Há mais mulheres formadas em quase todos os graus académicos mas nos MBAs aparecem poucas. Como é que se garimpa o talento feminino nesta área?
Queremos garantir, sobretudo, que há igualdade de oportunidades. Quero acreditar que vamos conseguir reequilibrar esta diferença dentro de alguns anos, ou daqui por uma década. O que hoje assistimos, ao nível dos MBA, reflete um pouco o que se passa nas empresas: como há mais homens a progredir profissionalmente, há mais homens a fazerem MBA. Quando houver igualdade de oportunidades acredito que isso se vá refletir aqui na escola. Temos dois programas de MBA na Católica Business School: o MBA em full-time e o MBA executivo. No programa full-time, em que as pessoas tiram um ano para estudar a tempo inteiro, vemos mais homens, apesar de variar um pouco ao longo das edições. Têm, em média, 5 anos de experiência profissional e é mais fácil para eles largarem tudo do que para as mulheres. No entanto, vão aparecendo cada vez mais mulheres.
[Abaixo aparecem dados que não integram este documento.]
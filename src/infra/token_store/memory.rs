//! Usage: Process-local token store (tests, throwaway sessions) with injectable failures.

use super::{StoreFuture, TokenStore};
use crate::shared::error::AppError;
use crate::shared::mutex_ext::MutexExt;
use std::collections::HashMap;
use std::sync::atomic::{AtomicBool, Ordering};
use std::sync::Mutex;

#[derive(Debug, Default)]
pub struct MemoryTokenStore {
    entries: Mutex<HashMap<String, String>>,
    fail_reads: AtomicBool,
    fail_writes: AtomicBool,
}

impl MemoryTokenStore {
    pub fn new() -> Self {
        Self::default()
    }

    /// Makes every subsequent `get` fail with a storage error (simulates an unavailable device store).
    pub fn fail_reads(&self, fail: bool) {
        self.fail_reads.store(fail, Ordering::SeqCst);
    }

    /// Makes every subsequent `set`/`remove` fail with a storage error.
    pub fn fail_writes(&self, fail: bool) {
        self.fail_writes.store(fail, Ordering::SeqCst);
    }

    pub fn len(&self) -> usize {
        self.entries.lock_or_recover().len()
    }

    pub fn is_empty(&self) -> bool {
        self.len() == 0
    }

    fn check_write(&self) -> Result<(), AppError> {
        if self.fail_writes.load(Ordering::SeqCst) {
            return Err(AppError::storage("memory store rejected write"));
        }
        Ok(())
    }
}

impl TokenStore for MemoryTokenStore {
    fn get<'a>(&'a self, key: &'a str) -> StoreFuture<'a, Option<String>> {
        Box::pin(async move {
            if self.fail_reads.load(Ordering::SeqCst) {
                return Err(AppError::storage("memory store rejected read"));
            }
            Ok(self.entries.lock_or_recover().get(key).cloned())
        })
    }

    fn set<'a>(&'a self, key: &'a str, value: &'a str) -> StoreFuture<'a, ()> {
        Box::pin(async move {
            self.check_write()?;
            self.entries
                .lock_or_recover()
                .insert(key.to_string(), value.to_string());
            Ok(())
        })
    }

    fn remove<'a>(&'a self, keys: &'a [&'a str]) -> StoreFuture<'a, ()> {
        Box::pin(async move {
            self.check_write()?;
            let mut guard = self.entries.lock_or_recover();
            for key in keys {
                guard.remove(*key);
            }
            Ok(())
        })
    }
}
No MBA executivo, mulheres e homens estão a trabalhar e podem conciliar o MBA com o horário de trabalho. Há uns dez anos era mais assim: naquela fase de vida em que os homens trabalhavam e faziam MBA, as mulheres trabalhavam e tinham filhos (fazendo uma caracterização muito geral). Quero acreditar que vamos ter cada vez mais alunas que já foram mães. Mesmo a tirar MBA em full-time, vemos isso: profissionais com mais de 40 anos, com os filhos mais crescidos, e que tiram um ano para fazer um programa de full-time, porque também já têm um suporte familiar que lhes permite fazer isso. Acho que vale a pena estarmos atentos a estas transformações, até porque as mulheres têm filhos mais tarde, mas acho que começa a haver mais equilíbrio, outra forma de olhar para as coisas. Eu diria que pode, em algum momento, ser difícil para a mulher fazer tudo, mas não quer dizer que não faça a seguir.

“A gestão de topo empresarial ainda é um mundo muito masculino.”

Já vai sendo menos solitário ser uma das poucas mulheres à frente de uma instituição académica em Portugal?
Se fizer uma análise de todas as faculdades da Universidade Católica, não me sinto nada sozinha. Quando assumi a liderança da faculdade, o Conselho Consultivo era composto só por homens. Recordo-me da primeira reunião, em que me senti lindamente porque era a única mulher. Estava preocupada em que corresse tudo muito bem, mas no final disse: “Estou preocupada não por mim, mas pelos senhores, porque me sinto o centro das atenções. Para haver um maior equilíbrio, provavelmente seria mais rico se existissem aqui mais senhoras.” E fomos fazendo um alargamento nesse sentido, sem preocupações com quotas. Mas em alguns contextos, sobretudo empresariais, ainda me sinto um pouco sozinha. Como a Faculdade de Economia e Gestão lida muito com empresas, sinto isso em algumas reuniões onde só estão presentes homens. A gestão de topo empresarial ainda é um mundo muito masculino.